I have been trying to use the Intel DPPS instruction with either EXTRACTPS or BLENDPS. Essentially I have a loop in which

x1 = dot-product(y1,z1)

x2 = dot-product(y2,z2)

x3 = dot-product(y3,z3)

x4 = x1/(sqrt(x2)*sqrt(x3)

I can do x1,x2,x3 with the DPPS instruction and then use extractps. So 3 DPPS with 3 EXTRACTPS. Turns out I did not get any improvement in performance.
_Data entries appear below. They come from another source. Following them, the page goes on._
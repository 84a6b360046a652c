use crate::errors::{KrigingError, Result, Stage};
use crate::parameters::KrigingValidParams;
use crate::regression::PolynomialRegression;
use crate::variogram::EmpiricalVariogram;
use linfa::Float;
use log::{debug, info};
use ndarray::{Array1, ArrayBase, Data, Ix1};
use rayon::prelude::*;
use std::cmp::Ordering;

#[cfg(feature = "serializable")]
use serde::{Deserialize, Serialize};

/// Exponential variogram model `nugget + sill * (1 - exp(-|d| / (range / 3)))`
/// fitted on an empirical variogram
#[derive(Clone, Debug, PartialEq)]
#[cfg_attr(feature = "serializable", derive(Serialize, Deserialize))]
pub struct VariogramModel<F: Float> {
    /// semivariance at distance zero
    pub nugget: F,
    /// height of the plateau above the nugget
    pub sill: F,
    /// distance (km) at which the model reaches 95% of the sill
    pub range: F,
    /// root mean squared error of the model on the fitted lags
    pub rmse: F,
    /// number of populated lags used by the sill/range search
    pub cutoff: usize,
    /// polynomial regression used to estimate the nugget
    pub regression: PolynomialRegression<F>,
    /// below this distance (km) the model reduces to the nugget
    pub(crate) zero_distance: F,
}

impl<F: Float> VariogramModel<F> {
    /// Model value at distance `d` (km)
    pub fn value(&self, d: F) -> F {
        exponential(self.nugget, self.sill, self.range, d, self.zero_distance)
    }

    /// Model with the given parameters and a constant regression
    #[cfg(test)]
    pub(crate) fn with_parameters(nugget: F, sill: F, range: F) -> Self {
        let d = ndarray::array![F::one(), F::cast(2.)];
        let v = ndarray::array![nugget, nugget];
        VariogramModel {
            nugget,
            sill,
            range,
            rmse: F::zero(),
            cutoff: 1,
            regression: PolynomialRegression::fit(&d, &v, 0).unwrap(),
            zero_distance: F::cast(okriging_raster::COORDINATE_EPS),
        }
    }
}

/// Exponential model value, `nugget` when `d` is below `zero_distance`
/// and `nugget + sill` when the range vanishes
pub(crate) fn exponential<F: Float>(nugget: F, sill: F, range: F, d: F, zero_distance: F) -> F {
    let d = d.abs();
    if d < zero_distance {
        nugget
    } else if range <= F::zero() {
        nugget + sill
    } else {
        nugget + sill * (F::one() - F::exp(-d / (range / F::cast(3.))))
    }
}

/// Nugget estimate: intercept of the polynomial fitted on populated lags
pub(crate) fn fit_nugget<F: Float>(
    variogram: &EmpiricalVariogram<F>,
    order: usize,
    floor: F,
) -> Result<(F, PolynomialRegression<F>)> {
    let (d, v) = variogram.populated_points();
    let regression = PolynomialRegression::fit(&d, &v, order)?;
    let nugget = regression.intercept();
    if !nugget.is_finite() {
        return Err(KrigingError::NumericError {
            stage: Stage::ModelFit,
            message: format!("non finite nugget {nugget}"),
        });
    }
    debug!(
        "Polynomial regression order {} coefficients {} r2={}",
        regression.order(),
        regression.coefficients(),
        regression.r2()
    );
    Ok((nugget.max(floor), regression))
}

/// Number of leading populated lags describing the ascending part of the variogram.
///
/// Semivariances are histogrammed in as many buckets as values over `[0, max]`, the cutoff
/// is the number of values falling into buckets up to the most populated one. On equal
/// counts the bucket of smallest semivariances wins.
pub(crate) fn cutoff_index<F: Float>(variances: &ArrayBase<impl Data<Elem = F>, Ix1>) -> usize {
    let n = variances.len();
    if n == 0 {
        return 0;
    }
    let ymax = variances.fold(F::zero(), |acc, v| acc.max(*v));
    let width = ymax / F::cast(n);
    let mut counts = vec![0usize; n];
    for v in variances.iter() {
        let bucket = if width > F::zero() {
            (*v / width).floor().to_usize().unwrap_or(0).min(n - 1)
        } else {
            0
        };
        counts[bucket] += 1;
    }
    let mut densest = 0;
    for (k, c) in counts.iter().enumerate() {
        if *c > counts[densest] {
            densest = k;
        }
    }
    counts[..=densest].iter().sum::<usize>().clamp(1, n)
}

#[derive(Clone, Copy, Debug)]
struct Candidate<F> {
    rmse: F,
    sill_idx: usize,
    range_idx: usize,
}

impl<F: Float> Candidate<F> {
    fn compare(&self, other: &Self) -> Ordering {
        self.rmse
            .partial_cmp(&other.rmse)
            .unwrap_or(Ordering::Equal)
            .then(self.sill_idx.cmp(&other.sill_idx))
            .then(self.range_idx.cmp(&other.range_idx))
    }
}

fn rmse<F: Float>(
    nugget: F,
    sill: F,
    range: F,
    d: &Array1<F>,
    v: &Array1<F>,
    zero_distance: F,
) -> F {
    let sq = d.iter().zip(v.iter()).fold(F::zero(), |acc, (d, v)| {
        let e = exponential(nugget, sill, range, *d, zero_distance) - *v;
        acc + e * e
    });
    (sq / F::cast(d.len())).sqrt()
}

/// Brute force search of `(sill, range)` minimizing the RMSE between the model
/// and the empirical semivariances of the first `cutoff` populated lags.
///
/// Sills are `k * sill_step` below `sill_max`, ranges `k * range_step` up to `range_max`.
/// Sill values are searched in parallel, the reduction keeps the smallest RMSE and on ties
/// the smallest sill then the smallest range.
pub(crate) fn grid_search<F: Float>(
    nugget: F,
    d: &Array1<F>,
    v: &Array1<F>,
    range_max: F,
    params: &KrigingValidParams<F>,
) -> Result<(F, F, F)> {
    let zero_distance = params.coordinate_eps();
    let n_sill = (params.sill_max() / params.sill_step())
        .ceil()
        .to_usize()
        .unwrap_or(0)
        .max(1);
    let n_range = (range_max / params.range_step())
        .floor()
        .to_usize()
        .unwrap_or(0);

    let best_by_sill = (0..n_sill)
        .into_par_iter()
        .map(|sill_idx| {
            let sill = F::cast(sill_idx) * params.sill_step();
            let mut best: Option<Candidate<F>> = None;
            for range_idx in 0..=n_range {
                let range = F::cast(range_idx) * params.range_step();
                let err = rmse(nugget, sill, range, d, v, zero_distance);
                if !err.is_finite() {
                    return Err(KrigingError::NumericError {
                        stage: Stage::ModelFit,
                        message: format!("RMSE is {err} for sill={sill} range={range}"),
                    });
                }
                if best.map_or(true, |b| err < b.rmse) {
                    best = Some(Candidate {
                        rmse: err,
                        sill_idx,
                        range_idx,
                    });
                }
            }
            Ok(best)
        })
        .collect::<Result<Vec<_>>>()?;

    let best = best_by_sill
        .into_iter()
        .flatten()
        .min_by(|a, b| a.compare(b))
        .ok_or_else(|| KrigingError::NumericError {
            stage: Stage::ModelFit,
            message: "empty sill/range search space".to_string(),
        })?;
    Ok((
        F::cast(best.sill_idx) * params.sill_step(),
        F::cast(best.range_idx) * params.range_step(),
        best.rmse,
    ))
}

/// Fit the exponential model on the empirical variogram and store the regression
/// predictions in its lags
pub fn fit_model<F: Float>(
    variogram: &mut EmpiricalVariogram<F>,
    params: &KrigingValidParams<F>,
) -> Result<VariogramModel<F>> {
    let (d, v) = variogram.populated_points();
    let n_lags = d.len();
    if n_lags == 0 {
        return Err(KrigingError::DataError(
            "no station pair within the variogram maximum distance".to_string(),
        ));
    }

    let (nugget, regression) =
        fit_nugget(variogram, params.regression_order(), params.nugget_floor())?;
    variogram.set_regression(&regression.predict_all(&d));

    let cutoff = cutoff_index(&v);
    let range_max = d[cutoff.min(n_lags - 1)];
    debug!("Model fit on {cutoff}/{n_lags} lags, range searched up to {range_max}");

    // sill and range are searched on top of the nugget floor, the regression
    // nugget only replaces it once the search is done
    let d_fit = d.slice(ndarray::s![..cutoff]).to_owned();
    let v_fit = v.slice(ndarray::s![..cutoff]).to_owned();
    let (sill, range, rmse) =
        grid_search(params.nugget_floor(), &d_fit, &v_fit, range_max, params)?;
    info!("Variogram model: nugget={nugget} sill={sill} range={range} (rmse={rmse})");

    Ok(VariogramModel {
        nugget,
        sill,
        range,
        rmse,
        cutoff,
        regression,
        zero_distance: params.coordinate_eps(),
    })
}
To use lesser number of EXTRACTPS, I used BLENDPS.

x1_sse = dpps(y1,z1,241)

x2_sse = dpps(y2,z2,242)

x2_sse = blendps(x1_sse,x2_sse, 2);

x3_sse = dpps(y3,z3, 244)

x3_sse = blendps(x2_sse, x3_sse, 4)

storeps(x3_sse, x3_array)

x1 = x3_array[0]

x2 = x3_array[1]

x3 = x3_array[2]

Turns out there is no improvement from this either, infact a slight degradation. All loads and stores are aligned. I am using icpc -ipo -xT -O3 -no-prec-div -static -funroll-loops (so -fast without -ipo since -ipo does not work with SSE4.1 instructions). Any comments on how I could do this better or are these instruction latencies just too long for my use ? I guess I am dissapointed with the performance of the SSE 4.1 so far.